Genetic Enhancement
In general, genetic enhancement refers to the transfer of genetic
material intended to modify nonpathological human traits. The term
commonly is used to describe efforts to make someone not just well, but
better than well, by optimizing attributes or capabilities -- perhaps by
raising an individual from standard to peak levels of performance. When
the goal is enhancement, the gene may supplement the functioning of
normal genes or may be superseded with genes that have been engineered
to produce a desired enhancement. Furthermore, gene insertion may be
intended to affect a single individual through somatic cell
modification, or it may target the gametes, in which case the resulting
effect could be passed on to succeeding generations.
In a sense, the concept of genetic enhancement is not particularly
recent if one considers genetically engineered drug products used to
alter physical traits as genetic enhancements.
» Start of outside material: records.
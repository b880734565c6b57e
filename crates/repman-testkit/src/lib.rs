// Copyright 2026 Phillip Cloud
// Licensed under the Apache License, Version 2.0

use anyhow::{Context, Result, anyhow};
use repman_app::{ParameterValues, ReportRenderer};
use rusqlite::{Connection, params};
use std::fs;
use std::path::{Path, PathBuf};
use std::sync::{Arc, Mutex, MutexGuard};
use time::{Date, Month};

pub const SAMPLE_DEPARTMENT: &str = "SALES";
pub const OTHER_DEPARTMENT: &str = "OPS";

/// `P1` required boolean, `P2` optional date.
pub const FLAG_REPORT: (&str, &str) = ("R1", "Sales Summary");
/// `CUST` picked from `customers`, plus an inactive and a numeric parameter.
pub const PICKER_REPORT: (&str, &str) = ("R2", "Customer Statement");
/// No parameters at all.
pub const EMPTY_REPORT: (&str, &str) = ("R3", "Stock Snapshot");

pub const CUSTOMER_QUERY: &str = "SELECT code FROM customers ORDER BY code";
pub const CUSTOMER_NAME_QUERY: &str = "SELECT name FROM customers WHERE code = 'filtro'";

const DEPARTMENTS: [(&str, &str); 2] = [(SAMPLE_DEPARTMENT, "Sales"), (OTHER_DEPARTMENT, "Operations")];

const CUSTOMERS: [(&str, &str); 3] = [
    ("A1", "Acme Corporation"),
    ("B2", "O'Brien Supply"),
    ("C3", "Globex"),
];

/// One catalog row as the tests describe it.
#[derive(Debug, Clone, PartialEq, Eq)]
pub struct ParameterFixture {
    pub line_id: i64,
    pub param_id: String,
    pub description: String,
    pub type_tag: String,
    pub required: bool,
    pub value_query: String,
    pub show_description: bool,
    pub description_query: String,
    pub active: bool,
}

impl ParameterFixture {
    pub fn new(line_id: i64, param_id: &str, type_tag: &str) -> Self {
        Self {
            line_id,
            param_id: param_id.to_owned(),
            description: String::new(),
            type_tag: type_tag.to_owned(),
            required: false,
            value_query: String::new(),
            show_description: false,
            description_query: String::new(),
            active: true,
        }
    }

    pub fn required(mut self) -> Self {
        self.required = true;
        self
    }

    pub fn inactive(mut self) -> Self {
        self.active = false;
        self
    }

    pub fn described(mut self, description: &str) -> Self {
        self.description = description.to_owned();
        self
    }

    pub fn with_query(mut self, query: &str) -> Self {
        self.value_query = query.to_owned();
        self
    }

    pub fn with_description_query(mut self, query: &str) -> Self {
        self.show_description = true;
        self.description_query = query.to_owned();
        self
    }
}

/// Loads the sample departments, reports, parameters and the `customers`
/// lookup table into a bootstrapped database.
pub fn seed_sample_catalog(conn: &Connection) -> Result<()> {
    conn.execute_batch(
        "
        CREATE TABLE IF NOT EXISTS customers (
          code TEXT PRIMARY KEY,
          name TEXT NOT NULL
        );
        ",
    )
    .context("create customers table")?;
    for (code, name) in CUSTOMERS {
        conn.execute(
            "INSERT INTO customers (code, name) VALUES (?, ?)",
            params![code, name],
        )
        .with_context(|| format!("insert customer {code}"))?;
    }

    for (code, name) in DEPARTMENTS {
        conn.execute(
            "INSERT INTO departments (code, name) VALUES (?, ?)",
            params![code, name],
        )
        .with_context(|| format!("insert department {code}"))?;
    }

    insert_report(conn, SAMPLE_DEPARTMENT, FLAG_REPORT.0, FLAG_REPORT.1)?;
    insert_parameter(
        conn,
        FLAG_REPORT.0,
        &ParameterFixture::new(1, "P1", "BOOLEAN").required(),
    )?;
    insert_parameter(conn, FLAG_REPORT.0, &ParameterFixture::new(2, "P2", "DATE"))?;

    insert_report(conn, SAMPLE_DEPARTMENT, PICKER_REPORT.0, PICKER_REPORT.1)?;
    insert_parameter(
        conn,
        PICKER_REPORT.0,
        &ParameterFixture::new(1, "CUST", "TEXT")
            .described("Customer")
            .required()
            .with_query(CUSTOMER_QUERY)
            .with_description_query(CUSTOMER_NAME_QUERY),
    )?;
    insert_parameter(
        conn,
        PICKER_REPORT.0,
        &ParameterFixture::new(2, "OLD", "TEXT").required().inactive(),
    )?;
    insert_parameter(
        conn,
        PICKER_REPORT.0,
        &ParameterFixture::new(3, "AMT", "NUMBER").described("Minimum amount"),
    )?;

    insert_report(conn, OTHER_DEPARTMENT, EMPTY_REPORT.0, EMPTY_REPORT.1)?;
    Ok(())
}

pub fn insert_report(conn: &Connection, department: &str, code: &str, name: &str) -> Result<()> {
    conn.execute(
        "INSERT INTO reports (code, name) VALUES (?, ?)",
        params![code, name],
    )
    .with_context(|| format!("insert report {code}"))?;
    conn.execute(
        "INSERT INTO department_reports (department_code, report_code) VALUES (?, ?)",
        params![department, code],
    )
    .with_context(|| format!("map report {code} to {department}"))?;
    Ok(())
}

pub fn insert_parameter(
    conn: &Connection,
    report_code: &str,
    parameter: &ParameterFixture,
) -> Result<()> {
    let flag = |value: bool| if value { "Y" } else { "N" };
    conn.execute(
        "
        INSERT INTO report_parameters (
          report_code, line_id, param_id, description, type_tag, required_flag,
          value_query, show_description_flag, description_query, active_flag
        ) VALUES (?, ?, ?, ?, ?, ?, ?, ?, ?, ?)
        ",
        params![
            report_code,
            parameter.line_id,
            parameter.param_id,
            parameter.description,
            parameter.type_tag,
            flag(parameter.required),
            parameter.value_query,
            flag(parameter.show_description),
            parameter.description_query,
            flag(parameter.active),
        ],
    )
    .with_context(|| format!("insert parameter {} for {report_code}", parameter.param_id))?;
    Ok(())
}

/// Temporary directory laid out like a report share.
pub struct ReportDir {
    dir: tempfile::TempDir,
}

impl ReportDir {
    pub fn new() -> Result<Self> {
        let dir = tempfile::tempdir().context("create temp report dir")?;
        Ok(Self { dir })
    }

    pub fn path(&self) -> &Path {
        self.dir.path()
    }

    /// Creates an empty file at `relative`, making parent directories.
    pub fn touch(&self, relative: &str) -> Result<PathBuf> {
        let path = self.dir.path().join(relative);
        if let Some(parent) = path.parent() {
            fs::create_dir_all(parent)
                .with_context(|| format!("create {}", parent.display()))?;
        }
        fs::write(&path, b"").with_context(|| format!("write {}", path.display()))?;
        Ok(path)
    }
}

#[derive(Debug, Clone, PartialEq, Eq)]
pub struct RenderCall {
    pub artifact: PathBuf,
    pub values: ParameterValues,
}

/// Renderer that records every call instead of showing anything.
#[derive(Debug, Clone, Default)]
pub struct RecordingRenderer {
    calls: Arc<Mutex<Vec<RenderCall>>>,
}

impl RecordingRenderer {
    pub fn new() -> Self {
        Self::default()
    }

    pub fn calls(&self) -> Vec<RenderCall> {
        self.lock().clone()
    }

    fn lock(&self) -> MutexGuard<'_, Vec<RenderCall>> {
        self.calls
            .lock()
            .unwrap_or_else(|poisoned| poisoned.into_inner())
    }
}

impl ReportRenderer for RecordingRenderer {
    fn render(&self, artifact: &Path, values: &ParameterValues) -> Result<()> {
        if artifact.as_os_str().is_empty() {
            return Err(anyhow!("empty artifact path"));
        }
        self.lock().push(RenderCall {
            artifact: artifact.to_path_buf(),
            values: values.clone(),
        });
        Ok(())
    }
}

pub fn temp_db_path() -> Result<(tempfile::TempDir, PathBuf)> {
    let dir = tempfile::tempdir().context("create temp dir")?;
    let path = dir.path().join("repman-test.db");
    Ok((dir, path))
}

/// Date the session tests pin "today" to.
pub fn fixture_today() -> Date {
    Date::from_calendar_date(2026, Month::March, 4).unwrap_or(Date::MIN)
}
For example, human growth
hormone (HGH), which before 1985 could be obtained only in limited
quantities from cadaveric pituitary glands, now can be produced using
recombinant DNA technology. When its supply was more limited, HGH was
prescribed for children with short stature caused by classical growth
hormone deficiency. However, with the advent of recombinant DNA
manufacturing, some physicians have begun recommending use of HGH for
nonhormone-deficient children who are below normal height.
Animal Models and Possibilities for Human Application
Animal experiments to date have attempted to improve such traits as
growth rate or muscle mass. Although this research is focused on
developing approaches to treating human diseases and conditions, it is
conceivable that developments resulting from this research could be more
broadly applied to enhance traits rather than correct deficiencies.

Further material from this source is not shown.